(Saved entries)
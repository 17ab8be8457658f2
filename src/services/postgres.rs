use std::collections::HashMap;
use std::time::Duration;

use async_trait::async_trait;
use sqlx::postgres::{PgPoolOptions, PgRow};
use sqlx::{PgPool, Postgres, QueryBuilder, Row};
use uuid::Uuid;

use crate::core::{Criteria, Filter};
use crate::models::{
    BlogAuthor, BlogCategory, BlogEntry, EntitySearchResult, SalesChannelContext, Salutation,
};
use crate::services::repository::{BlogRepository, RepositoryError};

#[derive(Debug, Clone, Copy, PartialEq, Eq)]
enum ColumnKind {
    Uuid,
    Text,
    Bool,
}

/// Map a filterable entity field to its SQL column
fn filter_column(field: &str) -> Option<(&'static str, ColumnKind)> {
    match field {
        "id" => Some(("e.id", ColumnKind::Uuid)),
        "active" => Some(("e.active", ColumnKind::Bool)),
        "authorId" => Some(("e.author_id", ColumnKind::Uuid)),
        "slug" => Some(("COALESCE(t.slug, f.slug)", ColumnKind::Text)),
        "title" => Some(("COALESCE(t.title, f.title)", ColumnKind::Text)),
        _ => None,
    }
}

fn parse_bool(value: &str) -> Option<bool> {
    match value {
        "1" | "true" => Some(true),
        "0" | "false" => Some(false),
        _ => None,
    }
}

fn invalid_value(field: &str, value: &str) -> RepositoryError {
    RepositoryError::InvalidValue {
        field: field.to_string(),
        value: value.to_string(),
    }
}

/// Append the FROM/WHERE part shared by the count and select queries
///
/// `t` is the translation in the requested language, `f` the one in the
/// sales channel language. An entry is visible if either exists.
fn push_conditions(
    builder: &mut QueryBuilder<'_, Postgres>,
    criteria: &Criteria,
    context: &SalesChannelContext,
) -> Result<(), RepositoryError> {
    builder
        .push(
            " FROM sas_blog_entries e \
             LEFT JOIN sas_blog_entries_translation t \
             ON t.sas_blog_entries_id = e.id AND t.language_id = ",
        )
        .push_bind(context.language_id)
        .push(
            " LEFT JOIN sas_blog_entries_translation f \
             ON f.sas_blog_entries_id = e.id AND f.language_id = ",
        )
        .push_bind(context.default_language_id)
        .push(" WHERE (t.sas_blog_entries_id IS NOT NULL OR f.sas_blog_entries_id IS NOT NULL)");

    if !criteria.ids().is_empty() {
        builder
            .push(" AND e.id = ANY(")
            .push_bind(criteria.ids().to_vec())
            .push(")");
    }

    for filter in criteria.filters() {
        let (column, kind) = filter_column(filter.field())
            .ok_or_else(|| RepositoryError::UnknownField(filter.field().to_string()))?;

        match filter {
            Filter::Equals { field, value } => {
                builder.push(" AND ").push(column).push(" = ");
                match kind {
                    ColumnKind::Text => {
                        builder.push_bind(value.clone());
                    }
                    ColumnKind::Uuid => {
                        let id = Uuid::try_parse(value).map_err(|_| invalid_value(field, value))?;
                        builder.push_bind(id);
                    }
                    ColumnKind::Bool => {
                        let flag = parse_bool(value).ok_or_else(|| invalid_value(field, value))?;
                        builder.push_bind(flag);
                    }
                }
            }
        }
    }

    Ok(())
}

fn entry_from_row(row: &PgRow) -> Result<BlogEntry, sqlx::Error> {
    Ok(BlogEntry {
        id: row.try_get("id")?,
        title: row.try_get("title")?,
        slug: row.try_get("slug")?,
        teaser: row.try_get("teaser")?,
        content: row.try_get("content")?,
        active: row.try_get("active")?,
        published_at: row.try_get("published_at")?,
        author_id: row.try_get("author_id")?,
        blog_author: None,
        blog_categories: None,
    })
}

/// PostgreSQL-backed blog repository
///
/// Translates [`Criteria`] into SQL against the blog plugin tables.
/// Translated fields are read in the language of the request context,
/// falling back to the sales channel language.
pub struct PostgresBlogRepository {
    pool: PgPool,
}

impl PostgresBlogRepository {
    /// Create a new repository from a connection string
    pub async fn new(
        database_url: &str,
        max_connections: u32,
        min_connections: u32,
        acquire_timeout_secs: u64,
    ) -> Result<Self, RepositoryError> {
        let pool = PgPoolOptions::new()
            .max_connections(max_connections)
            .min_connections(min_connections)
            .acquire_timeout(Duration::from_secs(acquire_timeout_secs))
            .idle_timeout(Duration::from_secs(600))
            .test_before_acquire(true)
            .connect(database_url)
            .await?;

        // Run migrations on startup
        sqlx::migrate!("./migrations").run(&pool).await?;

        Ok(Self { pool })
    }

    /// Create a new repository from settings
    pub async fn from_settings(
        url: &str,
        max_connections: Option<u32>,
        min_connections: Option<u32>,
        acquire_timeout_secs: Option<u64>,
    ) -> Result<Self, RepositoryError> {
        tracing::info!("Connecting to PostgreSQL");

        Self::new(
            url,
            max_connections.unwrap_or(10),
            min_connections.unwrap_or(1),
            acquire_timeout_secs.unwrap_or(5),
        )
        .await
    }

    async fn attach_authors(
        &self,
        entries: &mut [BlogEntry],
        with_salutation: bool,
    ) -> Result<(), RepositoryError> {
        let mut author_ids: Vec<Uuid> = entries.iter().filter_map(|e| e.author_id).collect();
        author_ids.sort();
        author_ids.dedup();

        if author_ids.is_empty() {
            return Ok(());
        }

        let rows = sqlx::query(
            r#"
            SELECT id, first_name, last_name, display_name, salutation_id
            FROM sas_blog_author
            WHERE id = ANY($1)
            "#,
        )
        .bind(&author_ids)
        .fetch_all(&self.pool)
        .await?;

        let mut authors = HashMap::with_capacity(rows.len());
        for row in &rows {
            let author = BlogAuthor {
                id: row.try_get("id")?,
                first_name: row.try_get("first_name")?,
                last_name: row.try_get("last_name")?,
                display_name: row.try_get("display_name")?,
                salutation_id: row.try_get("salutation_id")?,
                salutation: None,
            };
            authors.insert(author.id, author);
        }

        if with_salutation {
            let salutation_ids: Vec<Uuid> = authors
                .values()
                .filter_map(|a| a.salutation_id)
                .collect();
            let salutations = self.load_salutations(&salutation_ids).await?;

            for author in authors.values_mut() {
                author.salutation = author
                    .salutation_id
                    .and_then(|id| salutations.get(&id).cloned());
            }
        }

        for entry in entries.iter_mut() {
            entry.blog_author = entry.author_id.and_then(|id| authors.get(&id).cloned());
        }

        Ok(())
    }

    async fn load_salutations(
        &self,
        ids: &[Uuid],
    ) -> Result<HashMap<Uuid, Salutation>, RepositoryError> {
        if ids.is_empty() {
            return Ok(HashMap::new());
        }

        let rows = sqlx::query(
            r#"
            SELECT id, salutation_key, display_name, letter_name
            FROM salutation
            WHERE id = ANY($1)
            "#,
        )
        .bind(ids)
        .fetch_all(&self.pool)
        .await?;

        let mut salutations = HashMap::with_capacity(rows.len());
        for row in &rows {
            let salutation = Salutation {
                id: row.try_get("id")?,
                salutation_key: row.try_get("salutation_key")?,
                display_name: row.try_get("display_name")?,
                letter_name: row.try_get("letter_name")?,
            };
            salutations.insert(salutation.id, salutation);
        }

        Ok(salutations)
    }

    async fn attach_categories(&self, entries: &mut [BlogEntry]) -> Result<(), RepositoryError> {
        let entry_ids: Vec<Uuid> = entries.iter().map(|e| e.id).collect();

        if entry_ids.is_empty() {
            return Ok(());
        }

        let rows = sqlx::query(
            r#"
            SELECT m.sas_blog_entries_id AS entry_id, c.id, c.parent_id, c.name
            FROM sas_blog_blog_category m
            JOIN sas_blog_category c ON c.id = m.sas_blog_category_id
            WHERE m.sas_blog_entries_id = ANY($1)
            ORDER BY c.name
            "#,
        )
        .bind(&entry_ids)
        .fetch_all(&self.pool)
        .await?;

        let mut by_entry: HashMap<Uuid, Vec<BlogCategory>> = HashMap::new();
        for row in &rows {
            let entry_id: Uuid = row.try_get("entry_id")?;
            by_entry.entry(entry_id).or_default().push(BlogCategory {
                id: row.try_get("id")?,
                parent_id: row.try_get("parent_id")?,
                name: row.try_get("name")?,
            });
        }

        for entry in entries.iter_mut() {
            entry.blog_categories = Some(by_entry.remove(&entry.id).unwrap_or_default());
        }

        Ok(())
    }
}

#[async_trait]
impl BlogRepository for PostgresBlogRepository {
    async fn search(
        &self,
        criteria: &Criteria,
        context: &SalesChannelContext,
    ) -> Result<EntitySearchResult<BlogEntry>, RepositoryError> {
        let mut count = QueryBuilder::new("SELECT COUNT(*) AS total");
        push_conditions(&mut count, criteria, context)?;
        let total: i64 = count.build().fetch_one(&self.pool).await?.try_get("total")?;

        let mut select = QueryBuilder::new(
            "SELECT e.id, e.active, e.author_id, e.published_at, \
             COALESCE(t.title, f.title) AS title, \
             COALESCE(t.slug, f.slug) AS slug, \
             COALESCE(t.teaser, f.teaser) AS teaser, \
             COALESCE(t.content, f.content) AS content",
        );
        push_conditions(&mut select, criteria, context)?;
        select.push(" ORDER BY e.published_at DESC NULLS LAST, e.id");

        if let Some(limit) = criteria.limit() {
            select
                .push(" LIMIT ")
                .push_bind(i64::from(limit))
                .push(" OFFSET ")
                .push_bind(i64::from(criteria.offset()));
        }

        let rows = select.build().fetch_all(&self.pool).await?;
        let mut entries = rows
            .iter()
            .map(entry_from_row)
            .collect::<Result<Vec<_>, _>>()?;

        if criteria.has_association("blogAuthor") {
            self.attach_authors(&mut entries, criteria.has_association("blogAuthor.salutation"))
                .await?;
        }

        if criteria.has_association("blogCategories") {
            self.attach_categories(&mut entries).await?;
        }

        tracing::debug!(
            "Blog search returned {} of {} entries (sales channel {})",
            entries.len(),
            total,
            context.sales_channel_id
        );

        Ok(EntitySearchResult::new(total.max(0) as u64, entries))
    }

    async fn health_check(&self) -> Result<bool, RepositoryError> {
        sqlx::query("SELECT 1")
            .fetch_one(&self.pool)
            .await
            .map(|_| true)
            .map_err(Into::into)
    }
}
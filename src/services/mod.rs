// Service exports
pub mod context;
pub mod postgres;
pub mod repository;

pub use context::{ContextError, ContextResolver};
pub use postgres::PostgresBlogRepository;
pub use repository::{BlogRepository, RepositoryError};
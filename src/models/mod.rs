// Model exports
pub mod domain;
pub mod requests;
pub mod responses;

pub use domain::{BlogAuthor, BlogCategory, BlogEntry, SalesChannelContext, Salutation};
pub use requests::BlogListRequest;
pub use responses::{BlogRouteResponse, EntitySearchResult, ErrorResponse, HealthResponse};
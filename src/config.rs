use config::{Config, ConfigError, Environment, File};
use serde::Deserialize;
use std::path::Path;
use uuid::Uuid;

/// Application configuration
#[derive(Debug, Clone, Deserialize)]
pub struct Settings {
    pub server: ServerSettings,
    pub database: DatabaseSettings,
    #[serde(default)]
    pub listing: ListingSettings,
    #[serde(default)]
    pub logging: LoggingSettings,
    #[serde(default)]
    pub sales_channels: Vec<SalesChannelSettings>,
}

#[derive(Debug, Clone, Deserialize)]
pub struct ServerSettings {
    pub host: String,
    pub port: u16,
    pub workers: Option<usize>,
}

#[derive(Debug, Clone, Deserialize)]
pub struct DatabaseSettings {
    pub url: String,
    pub max_connections: Option<u32>,
    pub min_connections: Option<u32>,
    pub acquire_timeout_secs: Option<u64>,
}

/// Pagination bounds for the listing route
#[derive(Debug, Clone, Deserialize)]
pub struct ListingSettings {
    #[serde(default = "default_limit")]
    pub default_limit: u32,
    #[serde(default = "default_max_limit")]
    pub max_limit: u32,
}

impl Default for ListingSettings {
    fn default() -> Self {
        Self {
            default_limit: default_limit(),
            max_limit: default_max_limit(),
        }
    }
}

fn default_limit() -> u32 { 10 }
fn default_max_limit() -> u32 { 100 }

#[derive(Debug, Clone, Deserialize)]
pub struct LoggingSettings {
    #[serde(default = "default_log_level")]
    pub level: String,
    #[serde(default = "default_log_format")]
    pub format: String,
}

impl Default for LoggingSettings {
    fn default() -> Self {
        Self {
            level: default_log_level(),
            format: default_log_format(),
        }
    }
}

fn default_log_level() -> String { "info".to_string() }
fn default_log_format() -> String { "json".to_string() }

/// A sales channel reachable through the Store API
#[derive(Debug, Clone, Deserialize)]
pub struct SalesChannelSettings {
    pub access_key: String,
    pub id: Uuid,
    pub language_id: Uuid,
}

impl Settings {
    /// Load configuration from file and environment variables
    ///
    /// Configuration is loaded in the following order (later overrides earlier):
    /// 1. Default values in the struct
    /// 2. Configuration file (config/default.toml)
    /// 3. Local overrides (config/local.toml)
    /// 4. Environment variables (prefixed with BLOG_)
    pub fn load() -> Result<Self, ConfigError> {
        let settings = Config::builder()
            .add_source(File::with_name("config/default").required(false))
            .add_source(File::with_name("config/local").required(false))
            // e.g., BLOG__SERVER__PORT -> server.port
            .add_source(
                Environment::with_prefix("BLOG")
                    .prefix_separator("__")
                    .separator("__")
                    .try_parsing(true),
            )
            .build()?;

        let settings = apply_database_url(settings, std::env::var("DATABASE_URL").ok())?;

        settings.try_deserialize()
    }

    /// Load configuration from a custom path
    pub fn load_from<P: AsRef<Path>>(path: P) -> Result<Self, ConfigError> {
        let settings = Config::builder()
            .add_source(File::from(path.as_ref()))
            .add_source(
                Environment::with_prefix("BLOG")
                    .prefix_separator("__")
                    .separator("__")
                    .try_parsing(true),
            )
            .build()?;

        let settings = apply_database_url(settings, std::env::var("DATABASE_URL").ok())?;

        settings.try_deserialize()
    }
}

/// `DATABASE_URL` wins over any configured `database.url`
fn apply_database_url(settings: Config, database_url: Option<String>) -> Result<Config, ConfigError> {
    match database_url {
        Some(url) => Config::builder()
            .add_source(settings)
            .set_override("database.url", url)?
            .build(),
        None => Ok(settings),
    }
}
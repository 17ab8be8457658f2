use serde::{Deserialize, Serialize};
use uuid::Uuid;

/// A single filter condition applied to a search
#[derive(Debug, Clone, PartialEq, Eq, Serialize, Deserialize)]
#[serde(tag = "type", rename_all = "camelCase")]
pub enum Filter {
    /// `field == value`
    Equals { field: String, value: String },
}

impl Filter {
    pub fn equals(field: impl Into<String>, value: impl Into<String>) -> Self {
        Filter::Equals {
            field: field.into(),
            value: value.into(),
        }
    }

    /// Field the filter applies to
    pub fn field(&self) -> &str {
        match self {
            Filter::Equals { field, .. } => field,
        }
    }
}

/// Operations a query builder needs from a criteria object
///
/// Implemented by [`Criteria`]; storage adapters consume the concrete type.
pub trait QueryCriteria {
    /// Restrict the search to exactly these identifiers
    fn set_ids(&mut self, ids: Vec<Uuid>);

    fn add_filter(&mut self, filter: Filter);

    /// Eagerly load a related entity or collection. Nested relations use
    /// dot-separated paths (`blogAuthor.salutation`).
    fn add_association(&mut self, path: &str);

    fn add_associations(&mut self, paths: &[&str]) {
        for path in paths {
            self.add_association(path);
        }
    }
}

/// Request-scoped search specification
#[derive(Debug, Clone, Default, PartialEq, Eq, Serialize, Deserialize)]
#[serde(rename_all = "camelCase")]
pub struct Criteria {
    ids: Vec<Uuid>,
    filters: Vec<Filter>,
    associations: Vec<String>,
    limit: Option<u32>,
    page: Option<u32>,
}

impl Criteria {
    pub fn new() -> Self {
        Self::default()
    }

    /// Base criteria carrying pagination only
    pub fn paginated(limit: u32, page: u32) -> Self {
        Self {
            limit: Some(limit.max(1)),
            page: Some(page.max(1)),
            ..Self::default()
        }
    }

    pub fn ids(&self) -> &[Uuid] {
        &self.ids
    }

    pub fn filters(&self) -> &[Filter] {
        &self.filters
    }

    pub fn associations(&self) -> &[String] {
        &self.associations
    }

    pub fn limit(&self) -> Option<u32> {
        self.limit
    }

    pub fn page(&self) -> Option<u32> {
        self.page
    }

    /// Number of rows to skip, derived from page and limit
    pub fn offset(&self) -> u32 {
        match (self.limit, self.page) {
            (Some(limit), Some(page)) => limit.saturating_mul(page.saturating_sub(1)),
            _ => 0,
        }
    }

    /// True when `path` or any nested path below it was requested
    pub fn has_association(&self, path: &str) -> bool {
        self.associations.iter().any(|registered| {
            registered == path
                || registered
                    .strip_prefix(path)
                    .is_some_and(|rest| rest.starts_with('.'))
        })
    }
}

impl QueryCriteria for Criteria {
    fn set_ids(&mut self, ids: Vec<Uuid>) {
        self.ids = ids;
    }

    fn add_filter(&mut self, filter: Filter) {
        self.filters.push(filter);
    }

    fn add_association(&mut self, path: &str) {
        if !self.associations.iter().any(|p| p == path) {
            self.associations.push(path.to_string());
        }
    }
}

:: Problem requirements ::
Reproduce, character for character, only the lines of the preceding data that start at the line with "let mut authors" and end at the line with "author.salutation = author", both included.

:: Your response ::
        let mut authors = HashMap::with_capacity(rows.len());
        for row in &rows {
            let author = BlogAuthor {
                id: row.try_get("id")?,
                first_name: row.try_get("first_name")?,
                last_name: row.try_get("last_name")?,
                display_name: row.try_get("display_name")?,
                salutation_id: row.try_get("salutation_id")?,
                salutation: None,
            };
            authors.insert(author.id, author);
        }

        if with_salutation {
            let salutation_ids: Vec<Uuid> = authors
                .values()
                .filter_map(|a| a.salutation_id)
                .collect();
            let salutations = self.load_salutations(&salutation_ids).await?;

            for author in authors.values_mut() {
                author.salutation = author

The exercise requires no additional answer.